Sounds like a sensible approach to me. It's certainly reassuring to know that the next time I pay a visit to my GP they are unlikely to have taken a look at evidence from research showing that a particular treatment has failed and think 'you know what, I’m going to ignore research showing that this drug doesn’t work when the patient is already ill; I’m going to ignore my own expertise that tells me the treatment will fail because the drug wasn’t administered earlier; and I’m going to ignore the fact that my patient doesn’t like needles, and just inject them with this and hope it works'.

Given that this approach is accepted within the medical world, it is surprising that we do not see it being applied more frequently by regulators in the financial services world. 

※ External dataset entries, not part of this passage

//! Frame normalization: fit a cell onto the fixed preset canvas.
//!
//! The cell is scaled by `min(W / w, H / h)` with Lanczos3 and centered on a fully
//! transparent `W × H` canvas. Nothing is stretched and letterbox margins stay
//! transparent.

use fast_image_resize::Resizer;
use image::RgbaImage;
use sprite_slice::cpu::scale_rgba_cpu;
use sprite_slice::presets::{Size, fit_plan};

use crate::error::{SpriteError, SpriteResult};

/// Reusable normalizer; keeps one resizer for all frames of a job.
pub struct FrameNormalizer {
    resizer: Resizer,
    canvas: Size,
}

impl FrameNormalizer {
    pub fn new(canvas_w: u32, canvas_h: u32) -> Self {
        Self {
            resizer: Resizer::new(),
            canvas: Size {
                w: canvas_w,
                h: canvas_h,
            },
        }
    }

    pub fn canvas(&self) -> (u32, u32) {
        (self.canvas.w, self.canvas.h)
    }

    pub fn fit(&mut self, image: &RgbaImage) -> SpriteResult<RgbaImage> {
        let (w, h) = image.dimensions();
        if w == 0 || h == 0 {
            return Err(SpriteError::processing(
                "fit_to_canvas",
                format!("cannot fit an empty {}x{} image", w, h),
            ));
        }
        if self.canvas.w == 0 || self.canvas.h == 0 {
            return Err(SpriteError::processing(
                "fit_to_canvas",
                format!("canvas {}x{} is empty", self.canvas.w, self.canvas.h),
            ));
        }

        let plan = fit_plan(Size { w, h }, self.canvas);
        let mut dst = vec![0u8; self.canvas.area() as usize * 4];
        scale_rgba_cpu(&mut self.resizer, image.as_raw(), &plan, &mut dst)
            .map_err(|e| SpriteError::processing("fit_to_canvas", e.to_string()))?;

        RgbaImage::from_raw(self.canvas.w, self.canvas.h, dst).ok_or_else(|| {
            SpriteError::processing("fit_to_canvas", "canvas buffer has the wrong length")
        })
    }
}

/// One-shot [`FrameNormalizer::fit`].
pub fn fit_to_canvas(image: &RgbaImage, target_w: u32, target_h: u32) -> SpriteResult<RgbaImage> {
    FrameNormalizer::new(target_w, target_h).fit(image)
}

#[cfg(test)]
mod tests {
    use super::*;
    use image::Rgba;

    fn opaque(w: u32, h: u32) -> RgbaImage {
        RgbaImage::from_fn(w, h, |x, y| Rgba([(x * 7 % 256) as u8, (y * 5 % 256) as u8, 90, 255]))
    }

    #[test]
    fn test_canvas_sized_image_is_unchanged() {
        let img = opaque(64, 48);
        let once = fit_to_canvas(&img, 64, 48).unwrap();
        let twice = fit_to_canvas(&once, 64, 48).unwrap();
        assert_eq!(once, img);
        assert_eq!(twice, img);
    }

    #[test]
    fn test_output_is_always_canvas_sized() {
        let cases = [
            ((300, 300), (128, 128)),
            ((100, 250), (128, 128)),
            ((400, 100), (90, 160)),
            ((17, 9), (256, 256)),
        ];
        for ((w, h), (tw, th)) in cases {
            let out = fit_to_canvas(&opaque(w, h), tw, th).unwrap();
            assert_eq!(out.dimensions(), (tw, th), "{w}x{h} into {tw}x{th}");
        }
    }

    #[test]
    fn test_portrait_pillarbox_is_transparent() {
        let out = fit_to_canvas(&opaque(50, 100), 100, 100).unwrap();
        assert_eq!(out.get_pixel(0, 50)[3], 0);
        assert_eq!(out.get_pixel(99, 50)[3], 0);
        assert_eq!(out.get_pixel(50, 50)[3], 255);
    }

    #[test]
    fn test_reused_normalizer() {
        let mut normalizer = FrameNormalizer::new(32, 32);
        for side in [16, 64, 33] {
            let out = normalizer.fit(&opaque(side, side)).unwrap();
            assert_eq!(out.dimensions(), (32, 32));
        }
    }

    #[test]
    fn test_empty_image_is_rejected() {
        let err = fit_to_canvas(&RgbaImage::new(0, 5), 8, 8).unwrap_err();
        assert_eq!(err.category(), "processing");
    }
}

Several significant policy initiatives have been introduced in recent years with no testing of how effective they might be, with at least a couple more coming down the line.

One area where regulators should be applauded for having carried out research around proposals is in the stronger nudge towards the government’s pensions guidance services. 

A trial was carried out where three major pension providers attempted to encourage savers to take up pensions guidance either by offering to make an appointment or referring the savers through to Pension Wise to make an appointment for themselves.

The trials had some impact in improving uptake of the pension guidance services, with 11 per cent of customers attending a Pension Wise appointment within the following six weeks, compared with 3 per cent without the stronger nudge.

So, some evidence that the policy will help a small number of people but, bringing this back to the ‘evidence-based practice’ of the medical world, I would not really want regulators in that field approving a treatment that failed to achieve the desired outcome 89 per cent of the time – particularly when the available evidence showed that an alternative treatment could be more effective.

Interestingly, evidence along those lines was actually found in the guidance trial, though it was not referred to within the published results. The providers found that if they offered to make an appointment for customers before they had asked to access their pension, there was a greater uptake. 

Still a minority overall, but more significant than 11 per cent.

I am sure the regulator would argue that the proposals around the 'stronger nudge' are just part of a much wider course of medication. That is a valid argument because other nudges towards Pension Wise do exist, although we have to remember that they have not yet been particularly effective.